▶ [TASK ITEM] Locate and copy each line in the data that contains the word "crate".

▶ [DATASET RECORDS]
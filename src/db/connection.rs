//! Database connection management
//!
//! SQLite connection pool shared by the tools and the server.

use std::path::Path;
use std::sync::Arc;

use r2d2::{Pool, PooledConnection};
use r2d2_sqlite::SqliteConnectionManager;
use rusqlite::OpenFlags;
use thiserror::Error;

/// Database error types
#[derive(Debug, Error)]
pub enum DbError {
    #[error("Database connection error: {0}")]
    Connection(#[from] r2d2::Error),

    #[error("SQLite error: {0}")]
    Sqlite(#[from] rusqlite::Error),

    #[error("{0}")]
    Validation(String),
}

/// Result type for database operations
pub type DbResult<T> = Result<T, DbError>;

/// Database connection pool wrapper
#[derive(Clone)]
pub struct Database {
    pool: Arc<Pool<SqliteConnectionManager>>,
}

impl Database {
    /// Create a new database connection pool
    pub fn new<P: AsRef<Path>>(path: P) -> DbResult<Self> {
        let manager = SqliteConnectionManager::file(path)
            .with_flags(
                OpenFlags::SQLITE_OPEN_READ_WRITE
                    | OpenFlags::SQLITE_OPEN_CREATE
                    | OpenFlags::SQLITE_OPEN_URI,
            )
            .with_init(|conn| {
                conn.execute_batch(
                    "PRAGMA foreign_keys = ON;
                     PRAGMA journal_mode = WAL;
                     PRAGMA synchronous = NORMAL;
                     PRAGMA cache_size = -64000;
                     PRAGMA temp_store = MEMORY;",
                )?;
                Ok(())
            });

        let pool = Pool::builder().max_size(8).build(manager)?;

        Ok(Self {
            pool: Arc::new(pool),
        })
    }

    /// Private in-memory database
    ///
    /// A single pooled connection, so every caller sees the same data.
    pub fn in_memory() -> DbResult<Self> {
        let manager = SqliteConnectionManager::memory()
            .with_init(|conn| conn.execute_batch("PRAGMA foreign_keys = ON;"));

        let pool = Pool::builder().max_size(1).build(manager)?;

        Ok(Self {
            pool: Arc::new(pool),
        })
    }

    /// Get a connection from the pool
    pub fn get_conn(&self) -> DbResult<PooledConnection<SqliteConnectionManager>> {
        Ok(self.pool.get()?)
    }

    /// Execute a closure with a database connection
    pub fn with_conn<F, T>(&self, f: F) -> DbResult<T>
    where
        F: FnOnce(&rusqlite::Connection) -> DbResult<T>,
    {
        let conn = self.get_conn()?;
        f(&conn)
    }

    /// Execute a closure with a mutable connection, for transactions
    pub fn with_conn_mut<F, T>(&self, f: F) -> DbResult<T>
    where
        F: FnOnce(&mut rusqlite::Connection) -> DbResult<T>,
    {
        let mut conn = self.get_conn()?;
        f(&mut conn)
    }
}

#[cfg(test)]
mod tests {
    use super::*;

    #[test]
    fn test_in_memory_shares_one_connection() {
        let db = Database::in_memory().unwrap();
        db.with_conn(|conn| {
            conn.execute("CREATE TABLE t (x INTEGER)", [])?;
            conn.execute("INSERT INTO t VALUES (1)", [])?;
            Ok(())
        })
        .unwrap();

        let count: i64 = db
            .with_conn(|conn| Ok(conn.query_row("SELECT COUNT(*) FROM t", [], |r| r.get(0))?))
            .unwrap();
        assert_eq!(count, 1);
    }

    #[test]
    fn test_foreign_keys_enabled() {
        let db = Database::in_memory().unwrap();
        let on: i64 = db
            .with_conn(|conn| Ok(conn.query_row("PRAGMA foreign_keys", [], |r| r.get(0))?))
            .unwrap();
        assert_eq!(on, 1);
    }
}
//! Build information
//!
//! Compile-time build number and timestamp set by `build.rs`.

use serde::Serialize;

/// Build number, incremented on each recompilation
pub const BUILD_NUMBER: u64 = match option_env!("FITAI_BUILD_NUMBER") {
    Some(s) => match parse_u64(s) {
        Some(n) => n,
        None => 0,
    },
    None => 0,
};

/// Build timestamp in ISO 8601 format
pub const BUILD_TIMESTAMP: &str = match option_env!("FITAI_BUILD_TIMESTAMP") {
    Some(s) => s,
    None => "unknown",
};

pub const VERSION: &str = env!("CARGO_PKG_VERSION");
pub const NAME: &str = env!("CARGO_PKG_NAME");

const fn parse_u64(s: &str) -> Option<u64> {
    let bytes = s.as_bytes();
    if bytes.is_empty() {
        return None;
    }
    let mut result: u64 = 0;
    let mut i = 0;
    while i < bytes.len() {
        let b = bytes[i];
        if !b.is_ascii_digit() {
            return None;
        }
        result = result * 10 + (b - b'0') as u64;
        i += 1;
    }
    Some(result)
}

#[derive(Debug, Clone, Serialize)]
pub struct BuildInfo {
    pub name: &'static str,
    pub version: &'static str,
    pub build_number: u64,
    pub build_timestamp: &'static str,
}

impl BuildInfo {
    pub fn current() -> Self {
        Self {
            name: NAME,
            version: VERSION,
            build_number: BUILD_NUMBER,
            build_timestamp: BUILD_TIMESTAMP,
        }
    }
}

/// Print the startup banner to stderr
pub fn print_startup_banner() {
    let info = BuildInfo::current();
    eprintln!("===============================================");
    eprintln!("  FitAI Tracker");
    eprintln!("  Version: {} | Build: {}", info.version, info.build_number);
    eprintln!("  Compiled: {}", info.build_timestamp);
    eprintln!("===============================================");
}

#[cfg(test)]
mod tests {
    use super::*;

    #[test]
    fn test_parse_u64() {
        assert_eq!(parse_u64("42"), Some(42));
        assert_eq!(parse_u64(""), None);
        assert_eq!(parse_u64("4a"), None);
    }
}
//! User profile model
//!
//! Personal data and daily goals, stored as a single row.

use rusqlite::{params, Connection, Row};
use serde::{Deserialize, Serialize};

use crate::db::{DbError, DbResult};

/// Daily targets the summary measures progress against
#[derive(Debug, Clone, Copy, PartialEq, Serialize, Deserialize)]
pub struct DailyGoals {
    pub calorie_goal: f64,
    pub protein_goal: f64,
    pub carbs_goal: f64,
    pub fat_goal: f64,
    pub workout_goal: i64,
}

impl Default for DailyGoals {
    fn default() -> Self {
        Self {
            calorie_goal: 2000.0,
            protein_goal: 150.0,
            carbs_goal: 200.0,
            fat_goal: 65.0,
            workout_goal: 1,
        }
    }
}

#[derive(Debug, Clone, PartialEq, Serialize, Deserialize)]
pub struct UserProfile {
    pub name: String,
    pub age: i64,
    pub height_cm: f64,
    pub weight_kg: f64,
    pub goal: String,
    pub goals: DailyGoals,
    pub updated_at: Option<String>,
}

impl Default for UserProfile {
    fn default() -> Self {
        Self {
            name: String::new(),
            age: 0,
            height_cm: 0.0,
            weight_kg: 0.0,
            goal: String::new(),
            goals: DailyGoals::default(),
            updated_at: None,
        }
    }
}

/// Partial profile update; `None` leaves a field unchanged
#[derive(Debug, Clone, Default, Serialize, Deserialize)]
pub struct ProfileUpdate {
    pub name: Option<String>,
    pub age: Option<i64>,
    pub height_cm: Option<f64>,
    pub weight_kg: Option<f64>,
    pub goal: Option<String>,
    pub calorie_goal: Option<f64>,
    pub protein_goal: Option<f64>,
    pub carbs_goal: Option<f64>,
    pub fat_goal: Option<f64>,
    pub workout_goal: Option<i64>,
}

impl UserProfile {
    /// Create from a database row
    fn from_row(row: &Row) -> rusqlite::Result<Self> {
        Ok(Self {
            name: row.get("name")?,
            age: row.get("age")?,
            height_cm: row.get("height_cm")?,
            weight_kg: row.get("weight_kg")?,
            goal: row.get("goal")?,
            goals: DailyGoals {
                calorie_goal: row.get("calorie_goal")?,
                protein_goal: row.get("protein_goal")?,
                carbs_goal: row.get("carbs_goal")?,
                fat_goal: row.get("fat_goal")?,
                workout_goal: row.get("workout_goal")?,
            },
            updated_at: row.get("updated_at")?,
        })
    }

    /// Get the stored profile, or defaults if none was saved yet
    pub fn get(conn: &Connection) -> DbResult<Self> {
        let mut stmt = conn.prepare("SELECT * FROM user_profile WHERE id = 1")?;

        let result = stmt.query_row([], Self::from_row);
        match result {
            Ok(profile) => Ok(profile),
            Err(rusqlite::Error::QueryReturnedNoRows) => Ok(Self::default()),
            Err(e) => Err(e.into()),
        }
    }

    /// Apply a partial update (upsert)
    pub fn update(conn: &Connection, data: &ProfileUpdate) -> DbResult<Self> {
        let negative = [
            data.height_cm,
            data.weight_kg,
            data.calorie_goal,
            data.protein_goal,
            data.carbs_goal,
            data.fat_goal,
        ]
        .iter()
        .flatten()
        .any(|v| *v < 0.0 || !v.is_finite())
            || data.age.is_some_and(|a| a < 0)
            || data.workout_goal.is_some_and(|w| w < 0);
        if negative {
            return Err(DbError::Validation(
                "Profile values must be zero or positive".to_string(),
            ));
        }

        let current = Self::get(conn)?;
        let goals = current.goals;

        conn.execute(
            r#"
            INSERT INTO user_profile (id, name, age, height_cm, weight_kg, goal,
                                      calorie_goal, protein_goal, carbs_goal, fat_goal, workout_goal)
            VALUES (1, ?1, ?2, ?3, ?4, ?5, ?6, ?7, ?8, ?9, ?10)
            ON CONFLICT(id) DO UPDATE SET
                name = excluded.name,
                age = excluded.age,
                height_cm = excluded.height_cm,
                weight_kg = excluded.weight_kg,
                goal = excluded.goal,
                calorie_goal = excluded.calorie_goal,
                protein_goal = excluded.protein_goal,
                carbs_goal = excluded.carbs_goal,
                fat_goal = excluded.fat_goal,
                workout_goal = excluded.workout_goal,
                updated_at = datetime('now')
            "#,
            params![
                data.name.as_deref().map(str::trim).unwrap_or(&current.name),
                data.age.unwrap_or(current.age),
                data.height_cm.unwrap_or(current.height_cm),
                data.weight_kg.unwrap_or(current.weight_kg),
                data.goal.as_deref().map(str::trim).unwrap_or(&current.goal),
                data.calorie_goal.unwrap_or(goals.calorie_goal),
                data.protein_goal.unwrap_or(goals.protein_goal),
                data.carbs_goal.unwrap_or(goals.carbs_goal),
                data.fat_goal.unwrap_or(goals.fat_goal),
                data.workout_goal.unwrap_or(goals.workout_goal),
            ],
        )?;

        Self::get(conn)
    }
}
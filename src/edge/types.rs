//! Request and response shapes of the AI edge functions

use serde::{Deserialize, Serialize};

use crate::models::FoodItem;

// ============================================================================
// analyze-food
// ============================================================================

#[derive(Debug, Clone, Serialize)]
#[serde(rename_all = "camelCase")]
pub struct AnalyzeFoodRequest {
    /// `data:<mime>;base64,<payload>`
    pub image_base64: String,
}

/// Foods recognised in a meal photo
#[derive(Debug, Clone, PartialEq, Serialize, Deserialize)]
pub struct FoodAnalysisResult {
    pub foods: Vec<FoodItem>,
    #[serde(default)]
    pub total_calories: f64,
    #[serde(default)]
    pub total_protein: f64,
    #[serde(default)]
    pub total_carbs: f64,
    #[serde(default)]
    pub total_fat: f64,
    #[serde(default)]
    pub duration_ms: u64,
}

// ============================================================================
// generate-workout-routine
// ============================================================================

#[derive(Debug, Clone, Serialize)]
#[serde(rename_all = "camelCase")]
pub struct WorkoutRoutineRequest {
    pub goal: String,
    pub fitness_level: String,
    pub days_per_week: u32,
    pub session_duration: u32,
}

impl WorkoutRoutineRequest {
    pub const DEFAULT_FITNESS_LEVEL: &'static str = "Intermediate";
    pub const DEFAULT_DAYS_PER_WEEK: u32 = 4;
    pub const DEFAULT_SESSION_MINUTES: u32 = 60;

    /// Build a request, filling in defaults for anything not given
    pub fn new(
        goal: &str,
        fitness_level: Option<&str>,
        days_per_week: Option<u32>,
        session_duration: Option<u32>,
    ) -> Self {
        Self {
            goal: goal.trim().to_string(),
            fitness_level: fitness_level
                .filter(|s| !s.trim().is_empty())
                .unwrap_or(Self::DEFAULT_FITNESS_LEVEL)
                .to_string(),
            days_per_week: days_per_week
                .filter(|d| *d > 0)
                .unwrap_or(Self::DEFAULT_DAYS_PER_WEEK),
            session_duration: session_duration
                .filter(|m| *m > 0)
                .unwrap_or(Self::DEFAULT_SESSION_MINUTES),
        }
    }
}

#[derive(Debug, Clone, PartialEq, Serialize, Deserialize)]
#[serde(rename_all = "camelCase")]
pub struct RoutineExercise {
    pub name: String,
    pub sets: u32,
    pub reps: String,
    pub rest: String,
    #[serde(default, skip_serializing_if = "Option::is_none")]
    pub notes: Option<String>,
    #[serde(default, skip_serializing_if = "Option::is_none")]
    pub instruction_image_url: Option<String>,
}

#[derive(Debug, Clone, PartialEq, Serialize, Deserialize)]
pub struct DaySchedule {
    pub day: String,
    pub focus: String,
    pub exercises: Vec<RoutineExercise>,
}

#[derive(Debug, Clone, PartialEq, Serialize, Deserialize)]
#[serde(rename_all = "camelCase")]
pub struct WorkoutRoutine {
    pub goal: String,
    pub days_per_week: u32,
    pub session_duration: u32,
    pub weekly_schedule: Vec<DaySchedule>,
    #[serde(default)]
    pub tips: Vec<String>,
    #[serde(default)]
    pub progression_plan: String,
}

impl WorkoutRoutine {
    /// Total number of exercises across the week
    pub fn exercise_count(&self) -> usize {
        self.weekly_schedule.iter().map(|d| d.exercises.len()).sum()
    }
}

#[derive(Debug, Clone, PartialEq, Serialize, Deserialize)]
#[serde(rename_all = "camelCase")]
pub struct WorkoutResponse {
    pub routine: WorkoutRoutine,
    pub generated_at: String,
}

// ============================================================================
// generate-text
// ============================================================================

/// Kind of content to generate; selects the default system prompt
#[derive(Debug, Clone, Copy, PartialEq, Eq, Serialize, Deserialize, Default)]
#[serde(rename_all = "kebab-case")]
pub enum ContentType {
    Workout,
    MealPlan,
    Motivation,
    Tips,
    #[default]
    Custom,
}

impl ContentType {
    pub fn as_str(&self) -> &'static str {
        match self {
            ContentType::Workout => "workout",
            ContentType::MealPlan => "meal-plan",
            ContentType::Motivation => "motivation",
            ContentType::Tips => "tips",
            ContentType::Custom => "custom",
        }
    }

    pub fn from_str(s: &str) -> Self {
        match s.trim().to_lowercase().as_str() {
            "workout" => ContentType::Workout,
            "meal-plan" | "meal_plan" | "mealplan" => ContentType::MealPlan,
            "motivation" => ContentType::Motivation,
            "tips" => ContentType::Tips,
            _ => ContentType::Custom,
        }
    }

    pub fn system_prompt(&self) -> &'static str {
        match self {
            ContentType::Workout => "You are a professional fitness trainer. Generate detailed, safe, and effective workout content. Include proper form instructions and safety tips.",
            ContentType::MealPlan => "You are a certified nutritionist. Generate healthy, balanced meal plans with nutritional information. Consider dietary restrictions and fitness goals.",
            ContentType::Motivation => "You are a motivational fitness coach. Generate inspiring, encouraging content that motivates people to achieve their fitness goals.",
            ContentType::Tips => "You are a fitness and wellness expert. Generate practical, actionable tips for health, fitness, and wellness.",
            ContentType::Custom => "You are a helpful fitness and wellness assistant. Provide accurate, helpful information.",
        }
    }
}

/// Caller-facing content generation parameters
#[derive(Debug, Clone, Default)]
pub struct ContentGenerationParams {
    pub prompt: String,
    pub content_type: ContentType,
    pub system: Option<String>,
    pub temperature: Option<f64>,
    pub max_tokens: Option<u32>,
    pub format: Option<String>,
    pub model: Option<String>,
}

/// Wire body of `generate-text`
#[derive(Debug, Clone, PartialEq, Serialize)]
pub struct TextGenerationRequest {
    pub prompt: String,
    pub system: String,
    pub temperature: f64,
    pub max_tokens: u32,
    pub format: String,
    pub model: String,
}

#[derive(Debug, Clone, PartialEq, Serialize, Deserialize, Default)]
pub struct TokenUsage {
    pub prompt: Option<u64>,
    pub completion: Option<u64>,
    pub total: Option<u64>,
}

/// Where the generated text was stored, plus the text itself once fetched
#[derive(Debug, Clone, PartialEq, Serialize, Deserialize)]
pub struct ContentGenerationResult {
    pub url: String,
    pub path: String,
    #[serde(default)]
    pub duration_ms: u64,
    pub model: String,
    #[serde(default)]
    pub input_images: u32,
    #[serde(default, skip_serializing_if = "Option::is_none")]
    pub tokens: Option<TokenUsage>,
    #[serde(default, skip_serializing_if = "Option::is_none")]
    pub format: Option<String>,
    #[serde(default, skip_serializing_if = "Option::is_none")]
    pub content: Option<String>,
}

#[cfg(test)]
mod tests {
    use super::*;

    #[test]
    fn test_routine_request_defaults() {
        let req = WorkoutRoutineRequest::new(" Build muscle ", None, None, Some(0));
        assert_eq!(req.goal, "Build muscle");
        assert_eq!(req.fitness_level, "Intermediate");
        assert_eq!(req.days_per_week, 4);
        assert_eq!(req.session_duration, 60);

        let json = serde_json::to_value(&req).unwrap();
        assert_eq!(json["fitnessLevel"], "Intermediate");
        assert_eq!(json["daysPerWeek"], 4);
    }

    #[test]
    fn test_routine_response_parses() {
        let json = r#"{
            "routine": {
                "goal": "Lose fat",
                "daysPerWeek": 3,
                "sessionDuration": 45,
                "weeklySchedule": [
                    {"day": "Monday", "focus": "Full body", "exercises": [
                        {"name": "Squat", "sets": 3, "reps": "8-10", "rest": "90s",
                         "instructionImageUrl": "https://img.example/squat.png"},
                        {"name": "Push-up", "sets": 3, "reps": "12", "rest": "60s"}
                    ]}
                ],
                "tips": ["Sleep well"],
                "progressionPlan": "Add weight weekly"
            },
            "generatedAt": "2026-01-10T08:00:00Z"
        }"#;
        let resp: WorkoutResponse = serde_json::from_str(json).unwrap();
        assert_eq!(resp.routine.days_per_week, 3);
        assert_eq!(resp.routine.exercise_count(), 2);
        assert_eq!(
            resp.routine.weekly_schedule[0].exercises[0].instruction_image_url.as_deref(),
            Some("https://img.example/squat.png")
        );
    }

    #[test]
    fn test_content_type_prompts() {
        assert_eq!(ContentType::from_str("meal-plan"), ContentType::MealPlan);
        assert_eq!(ContentType::from_str("anything"), ContentType::Custom);
        assert!(ContentType::Workout.system_prompt().contains("fitness trainer"));
    }
}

▶ [ANSWER SECTION]
use crate::db::{DbError, DbResult};
use crate::models::FoodItem;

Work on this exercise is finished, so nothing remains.